Infection by methicillin-resistant Staphylococcus aureus (MRSA) presents a serious problem, as these organisms are resistant to a wide range of antibiotics. Moreover, MRSA with reduced susceptibility to glycopeptides (GISA) have emerged in recent years. In our hospital we were faced with an outbreak of GISA between January and March 2000, involving six patients who were free of MRSA when the GISA isolate emerged, and five of whom had not been given glycopeptides. The initial GISA isolate from the six patients was compared with six 'historical' multiple-resistant MRSA isolates (1996-1999), which had not been found to be GISA by the routinely used method. Antibiotic susceptibility was studied through the disc diffusion method, and MICs of glycopeptides were determined by Etest, agar and broth dilution techniques.

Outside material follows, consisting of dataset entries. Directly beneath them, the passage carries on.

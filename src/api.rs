//! The router's client HTTP surface: upload, download, metadata,
//! listing, deletion, and health.
//!
//! Grounded on the teacher's `api::routes` assembly idiom (a flat
//! `Router::new().route(...)` with shared state via `.with_state`,
//! cross-cutting concerns applied as `tower` layers) and
//! `api::responses`' pagination envelope shape, trimmed to the one
//! resource this deployment actually serves.

use std::sync::Arc;
use std::time::Duration;

use axum::body::Body;
use axum::extract::{Multipart, Path as AxumPath, Query, State};
use axum::http::{header, StatusCode};
use axum::response::{IntoResponse, Response};
use axum::routing::{get, post};
use axum::{Json, Router};
use bytes::Bytes;
use chrono::{DateTime, Utc};
use serde::{Deserialize, Serialize};
use serde_json::json;
use tokio_util::sync::CancellationToken;
use tower_http::cors::CorsLayer;
use tower_http::trace::TraceLayer;
use uuid::Uuid;

use crate::download::DownloadCoordinator;
use crate::error::{CoreError, CoreResult};
use crate::fault::FaultShell;
use crate::ring::PlacementRing;
use crate::store::MetadataStore;
use crate::upload::UploadCoordinator;

/// Shared state for every handler on the router's HTTP surface.
pub struct AppState {
    pub store: MetadataStore,
    pub ring: Arc<PlacementRing>,
    pub fault_shell: Arc<FaultShell>,
    pub upload: UploadCoordinator,
    pub download: DownloadCoordinator,
    pub upload_timeout: Duration,
    pub download_timeout: Duration,
}

pub fn router(state: Arc<AppState>) -> Router {
    Router::new()
        .route("/files", post(upload_file).get(list_files))
        .route("/files/:id", get(download_file).delete(delete_file))
        .route("/files/:id/metadata", get(file_metadata))
        .route("/health", get(health))
        .layer(TraceLayer::new_for_http())
        .layer(CorsLayer::permissive())
        .with_state(state)
}

// ---------------------------------------------------------------------
// POST /files
// ---------------------------------------------------------------------

async fn upload_file(State(state): State<Arc<AppState>>, mut multipart: Multipart) -> Response {
    let field = match multipart.next_field().await {
        Ok(Some(field)) => field,
        Ok(None) => {
            return CoreError::InvalidInput("multipart form has no `file` field".into())
                .into_response()
        }
        Err(e) => return CoreError::InvalidInput(e.to_string()).into_response(),
    };

    let name = field
        .file_name()
        .map(str::to_string)
        .unwrap_or_else(|| "unnamed".to_string());
    let content_type = field
        .content_type()
        .map(str::to_string)
        .unwrap_or_else(|| "application/octet-stream".to_string());

    let data: Bytes = match field.bytes().await {
        Ok(b) => b,
        Err(e) => return CoreError::InvalidInput(e.to_string()).into_response(),
    };

    let cancel = CancellationToken::new();
    let result = tokio::time::timeout(
        state.upload_timeout,
        state.upload.upload(&name, &content_type, data, cancel),
    )
    .await;

    let outcome = match result {
        Ok(Ok(outcome)) => outcome,
        Ok(Err(err)) => return err.into_response(),
        Err(_) => return CoreError::ServerUnavailable("upload timed out".into()).into_response(),
    };

    (
        StatusCode::CREATED,
        Json(json!({
            "file_id": outcome.file_id,
            "filename": outcome.name,
            "content_type": outcome.content_type,
            "size": outcome.size,
            "checksum": outcome.checksum,
            "chunks": outcome.chunk_count,
            "status": "completed",
        })),
    )
        .into_response()
}

// ---------------------------------------------------------------------
// GET /files/{id}
// ---------------------------------------------------------------------

async fn download_file(State(state): State<Arc<AppState>>, AxumPath(id): AxumPath<Uuid>) -> Response {
    let cancel = CancellationToken::new();
    let (file, body) = match tokio::time::timeout(
        state.download_timeout,
        state.download.download(id, cancel),
    )
    .await
    {
        Ok(Ok(pair)) => pair,
        Ok(Err(err)) => return err.into_response(),
        Err(_) => return CoreError::ServerUnavailable("download timed out".into()).into_response(),
    };

    Response::builder()
        .status(StatusCode::OK)
        .header(header::CONTENT_TYPE, file.content_type.clone())
        .header(header::CONTENT_LENGTH, file.size_bytes)
        .header(
            header::CONTENT_DISPOSITION,
            format!("attachment; filename=\"{}\"", file.name),
        )
        .body(Body::from_stream(body))
        .expect("static response parts are always valid")
}

// ---------------------------------------------------------------------
// GET /files/{id}/metadata
// ---------------------------------------------------------------------

#[derive(Debug, Serialize)]
struct ChunkMetadata {
    index: i16,
    id: Uuid,
    size: i64,
    server_id: String,
}

async fn file_metadata(State(state): State<Arc<AppState>>, AxumPath(id): AxumPath<Uuid>) -> Response {
    match fetch_metadata(&state, id).await {
        Ok(body) => Json(body).into_response(),
        Err(err) => err.into_response(),
    }
}

async fn fetch_metadata(state: &AppState, id: Uuid) -> CoreResult<serde_json::Value> {
    let file = state.store.get_file(id).await?;
    let chunks = state.store.get_chunks(id).await?;
    Ok(json!({
        "file_id": file.id,
        "filename": file.name,
        "content_type": file.content_type,
        "size": file.size_bytes,
        "status": file.status,
        "checksum": file.checksum,
        "created_at": file.created_at,
        "committed_at": file.committed_at,
        "chunks": chunks.into_iter().map(|c| ChunkMetadata {
            index: c.chunk_index,
            id: c.id,
            size: c.size_bytes,
            server_id: c.server_id,
        }).collect::<Vec<_>>(),
    }))
}

// ---------------------------------------------------------------------
// GET /files
// ---------------------------------------------------------------------

#[derive(Debug, Deserialize)]
struct ListQuery {
    page: Option<u32>,
    per_page: Option<u32>,
}

async fn list_files(State(state): State<Arc<AppState>>, Query(query): Query<ListQuery>) -> Response {
    let page = query.page.unwrap_or(1).max(1);
    let per_page = query.per_page.unwrap_or(20).clamp(1, 100);

    let (files, total_count) = match state.store.list_files(page, per_page).await {
        Ok(result) => result,
        Err(err) => return err.into_response(),
    };

    let total_pages = (total_count as f64 / per_page as f64).ceil() as u64;

    Json(json!({
        "files": files.into_iter().map(|f| json!({
            "file_id": f.id,
            "filename": f.name,
            "content_type": f.content_type,
            "size": f.size_bytes,
            "status": f.status,
            "checksum": f.checksum,
            "created_at": f.created_at,
        })).collect::<Vec<_>>(),
        "pagination": {
            "page": page,
            "per_page": per_page,
            "total_count": total_count,
            "total_pages": total_pages.max(1),
        },
    }))
    .into_response()
}

// ---------------------------------------------------------------------
// DELETE /files/{id}
// ---------------------------------------------------------------------

async fn delete_file(State(state): State<Arc<AppState>>, AxumPath(id): AxumPath<Uuid>) -> Response {
    let chunks = match state.store.delete_file(id).await {
        Ok(chunks) => chunks,
        Err(err) => return err.into_response(),
    };

    let client = crate::chunk_service::ChunkServiceClient::default();
    let cancel = CancellationToken::new();
    let mut deleted = 0u32;
    let mut failed = 0u32;
    for chunk in chunks {
        let result = state
            .fault_shell
            .call(&chunk.server_id, &cancel, || {
                let client = client.clone();
                let address = chunk.server_address.clone();
                let chunk_id = chunk.id;
                async move { client.delete(&address, chunk_id).await }
            })
            .await;
        match result {
            Ok(()) => deleted += 1,
            Err(_) => failed += 1,
        }
    }

    Json(json!({
        "file_id": id,
        "deleted_chunks": deleted,
        "failed_chunks": failed,
    }))
    .into_response()
}

// ---------------------------------------------------------------------
// GET /health
// ---------------------------------------------------------------------

#[derive(Debug, Serialize)]
struct HealthBody {
    status: &'static str,
    storage_servers: usize,
    timestamp: DateTime<Utc>,
}

async fn health(State(state): State<Arc<AppState>>) -> Response {
    let storage_servers = state.ring.server_count();
    let db_healthy = state.store.health_check().await;

    if storage_servers == 0 || !db_healthy {
        return (
            StatusCode::SERVICE_UNAVAILABLE,
            Json(HealthBody {
                status: "unhealthy",
                storage_servers,
                timestamp: Utc::now(),
            }),
        )
            .into_response();
    }

    Json(HealthBody {
        status: "healthy",
        storage_servers,
        timestamp: Utc::now(),
    })
    .into_response()
}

Molecular strain typing was done by PFGE and multilocus sequence typing (MLST). All 12 isolates that belonged to the gentamicin-resistant group of MRSA were susceptible to vancomycin, but showed reduced susceptibility to teicoplanin through at least one MIC method. PFGE typing yielded five different but closely related profiles, and eight of the 12 clinical isolates were classified into a single PFGE type. MLST yielded an identical allelic profile for all 12 isolates, corresponding to the profile (3-3-1-12-4-4-16) of the 'Iberian' clone HPV107 of MRSA. MLST allowed us to confirm the presence of the 'Iberian' MRSA clone HPV107 with the same allelic profile in our hospital for several years. We can now note that strains of this clone have acquired reduced susceptibility to teicoplanin.